> _MATERIAL PROVIDED_
☆ ☆ ☆ ☆
//! Configuration for layout, canvas size and drawing style.

#![deny(clippy::unwrap_used)]
#![deny(clippy::expect_used)]
#![deny(clippy::panic)]

use std::path::Path;

use serde::{Deserialize, Serialize};

use crate::error::Error;
use crate::result::Result;

/// Top-level configuration, usually read from `edgeviz.toml`.
#[derive(Debug, Clone, PartialEq, Serialize, Deserialize, Default)]
pub struct VisualizerConfig {
    /// Force-directed layout parameters.
    #[serde(default)]
    pub layout: LayoutConfig,

    /// Output surface size.
    #[serde(default)]
    pub canvas: CanvasConfig,

    /// Node and edge drawing style.
    #[serde(default)]
    pub style: StyleConfig,
}

impl VisualizerConfig {
    /// Create a config with defaults.
    #[must_use]
    pub fn new() -> Self {
        Self::default()
    }

    /// Read and validate a TOML config file.
    ///
    /// # Errors
    ///
    /// Returns an error if the file cannot be read, is not valid TOML, or
    /// fails [`VisualizerConfig::validate`].
    pub fn load(path: impl AsRef<Path>) -> Result<Self> {
        let path = path.as_ref();
        let raw = std::fs::read_to_string(path)
            .map_err(|e| Error::config_read_failed(path, e.to_string()))?;
        let config = Self::from_toml(&raw)?;
        tracing::debug!(path = %path.display(), "config loaded");
        Ok(config)
    }

    /// Parse and validate a TOML document.
    ///
    /// # Errors
    ///
    /// Returns an error if the document is not valid TOML or fails validation.
    pub fn from_toml(raw: &str) -> Result<Self> {
        let config: Self = toml::from_str(raw).map_err(|e| Error::invalid_config(e.to_string()))?;
        config.validate()?;
        Ok(config)
    }

    /// Validate the configuration.
    ///
    /// # Errors
    ///
    /// Returns an error naming the first offending field.
    pub fn validate(&self) -> Result<()> {
        self.layout.validate()?;
        self.canvas.validate()?;
        self.style.validate()
    }
}

/// Force-directed layout parameters.
#[derive(Debug, Clone, PartialEq, Serialize, Deserialize)]
pub struct LayoutConfig {
    /// Seed for initial and fallback random positions.
    #[serde(default = "default_seed")]
    pub seed: u64,

    /// Simulation steps for the force-directed layout.
    #[serde(default = "default_iterations")]
    pub iterations: usize,

    /// Spring stiffness along edges (0.0 - 1.0).
    #[serde(default = "default_stiffness")]
    pub stiffness: f64,

    /// Ideal edge length in layout units.
    #[serde(default = "default_rest_length")]
    pub rest_length: f64,

    /// Strength of the pairwise node repulsion.
    #[serde(default = "default_repulsion")]
    pub repulsion: f64,

    /// Pull toward the layout center (0.0 - 1.0).
    #[serde(default = "default_gravity")]
    pub gravity: f64,
}

impl Default for LayoutConfig {
    fn default() -> Self {
        Self {
            seed: default_seed(),
            iterations: default_iterations(),
            stiffness: default_stiffness(),
            rest_length: default_rest_length(),
            repulsion: default_repulsion(),
            gravity: default_gravity(),
        }
    }
}

impl LayoutConfig {
    fn validate(&self) -> Result<()> {
        if self.iterations == 0 {
            return Err(Error::invalid_config("layout.iterations must be greater than 0"));
        }
        unit_interval("layout.stiffness", self.stiffness)?;
        unit_interval("layout.gravity", self.gravity)?;
        positive("layout.rest_length", self.rest_length)?;
        if !self.repulsion.is_finite() || self.repulsion < 0.0 {
            return Err(Error::invalid_config(format!(
                "layout.repulsion must be non-negative and finite, got: {}",
                self.repulsion
            )));
        }
        Ok(())
    }
}

/// Output surface size in pixels.
#[derive(Debug, Clone, PartialEq, Serialize, Deserialize)]
pub struct CanvasConfig {
    #[serde(default = "default_width")]
    pub width: u32,

    #[serde(default = "default_height")]
    pub height: u32,

    /// Blank border kept around the drawing.
    #[serde(default = "default_margin")]
    pub margin: u32,
}

impl Default for CanvasConfig {
    fn default() -> Self {
        Self {
            width: default_width(),
            height: default_height(),
            margin: default_margin(),
        }
    }
}

impl CanvasConfig {
    fn validate(&self) -> Result<()> {
        if self.width == 0 || self.height == 0 {
            return Err(Error::invalid_config(format!(
                "canvas size must be positive, got: {}x{}",
                self.width, self.height
            )));
        }
        // The title takes a second margin above the plot.
        if self.margin.saturating_mul(2) >= self.width
            || self.margin.saturating_mul(3) >= self.height
        {
            return Err(Error::invalid_config(format!(
                "canvas.margin {} leaves no room on a {}x{} canvas",
                self.margin, self.width, self.height
            )));
        }
        Ok(())
    }
}

/// Node and edge drawing style.
#[derive(Debug, Clone, PartialEq, Serialize, Deserialize)]
pub struct StyleConfig {
    #[serde(default = "default_node_radius")]
    pub node_radius: f32,

    /// Radius of nodes on a highlighted shortest path.
    #[serde(default = "default_highlight_node_radius")]
    pub highlight_node_radius: f32,

    #[serde(default = "default_edge_width")]
    pub edge_width: f32,

    #[serde(default = "default_highlight_width")]
    pub highlight_width: f32,

    #[serde(default = "default_node_font_size")]
    pub node_font_size: f32,

    #[serde(default = "default_edge_font_size")]
    pub edge_font_size: f32,
}

impl Default for StyleConfig {
    fn default() -> Self {
        Self {
            node_radius: default_node_radius(),
            highlight_node_radius: default_highlight_node_radius(),
            edge_width: default_edge_width(),
            highlight_width: default_highlight_width(),
            node_font_size: default_node_font_size(),
            edge_font_size: default_edge_font_size(),
        }
    }
}

impl StyleConfig {
    fn validate(&self) -> Result<()> {
        let fields = [
            ("style.node_radius", self.node_radius),
            ("style.highlight_node_radius", self.highlight_node_radius),
            ("style.edge_width", self.edge_width),
            ("style.highlight_width", self.highlight_width),
            ("style.node_font_size", self.node_font_size),
            ("style.edge_font_size", self.edge_font_size),
        ];
        for (name, value) in fields {
            positive(name, f64::from(value))?;
        }
        Ok(())
    }
}

fn positive(name: &str, value: f64) -> Result<()> {
    if !value.is_finite() || value <= 0.0 {
        return Err(Error::invalid_config(format!(
            "{name} must be positive and finite, got: {value}"
        )));
    }
    Ok(())
}

fn unit_interval(name: &str, value: f64) -> Result<()> {
    if !value.is_finite() || !(0.0..=1.0).contains(&value) {
        return Err(Error::invalid_config(format!(
            "{name} must be within 0.0..=1.0, got: {value}"
        )));
    }
    Ok(())
}

const fn default_seed() -> u64 {
    42
}

const fn default_iterations() -> usize {
    50
}

const fn default_stiffness() -> f64 {
    0.05
}

const fn default_rest_length() -> f64 {
    1.0
}

const fn default_repulsion() -> f64 {
    0.1
}

const fn default_gravity() -> f64 {
    0.03
}

const fn default_width() -> u32 {
    700
}

const fn default_height() -> u32 {
    600
}

const fn default_margin() -> u32 {
    40
}

const fn default_node_radius() -> f32 {
    12.0
}

const fn default_highlight_node_radius() -> f32 {
    14.0
}

const fn default_edge_width() -> f32 {
    1.0
}

const fn default_highlight_width() -> f32 {
    2.5
}

const fn default_node_font_size() -> f32 {
    10.0
}

const fn default_edge_font_size() -> f32 {
    8.0
}

#[cfg(test)]
mod tests {
    #![allow(clippy::unwrap_used)]
    #![allow(clippy::expect_used)]

    use super::*;
    use std::io::Write;

    #[test]
    fn test_default_config_is_valid() {
        let config = VisualizerConfig::default();
        assert!(config.validate().is_ok());
        assert_eq!(config.layout.seed, 42);
        assert_eq!(config.canvas.width, 700);
        assert_eq!(config.canvas.height, 600);
    }

    #[test]
    fn test_partial_toml_fills_defaults() {
        let config = VisualizerConfig::from_toml("[layout]\nseed = 7\n").unwrap();
        assert_eq!(config.layout.seed, 7);
        assert_eq!(config.layout.iterations, 50);
        assert_eq!(config.style, StyleConfig::default());
    }

    #[test]
    fn test_empty_toml_is_default() {
        let config = VisualizerConfig::from_toml("").unwrap();
        assert_eq!(config, VisualizerConfig::default());
    }

    #[test]
    fn test_invalid_values_rejected() {
        assert!(VisualizerConfig::from_toml("[layout]\niterations = 0\n").is_err());
        assert!(VisualizerConfig::from_toml("[layout]\nstiffness = 1.5\n").is_err());
        assert!(VisualizerConfig::from_toml("[canvas]\nwidth = 0\n").is_err());
        assert!(VisualizerConfig::from_toml("[canvas]\nmargin = 400\n").is_err());
        assert!(VisualizerConfig::from_toml("[style]\nnode_radius = -1.0\n").is_err());
    }

    #[test]
    fn test_malformed_toml_is_invalid_config() {
        let err = VisualizerConfig::from_toml("[layout\nseed = ").unwrap_err();
        assert!(matches!(err, Error::InvalidConfig { .. }));
    }

    #[test]
    fn test_load_from_file() {
        let mut file = tempfile::NamedTempFile::new().unwrap();
        writeln!(file, "[canvas]\nwidth = 1024\nheight = 768").unwrap();

        let config = VisualizerConfig::load(file.path()).unwrap();
        assert_eq!(config.canvas.width, 1024);
        assert_eq!(config.canvas.height, 768);
    }

    #[test]
    fn test_load_missing_file() {
        let err = VisualizerConfig::load("/nonexistent/edgeviz.toml").unwrap_err();
        assert!(matches!(err, Error::ConfigReadFailed { .. }));
    }
}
☆ ☆ ☆ ☆
Among the lines of the listing above, count those that include "clippy" and give only the total.

> _ANSWER TO THIS EXERCISE_
5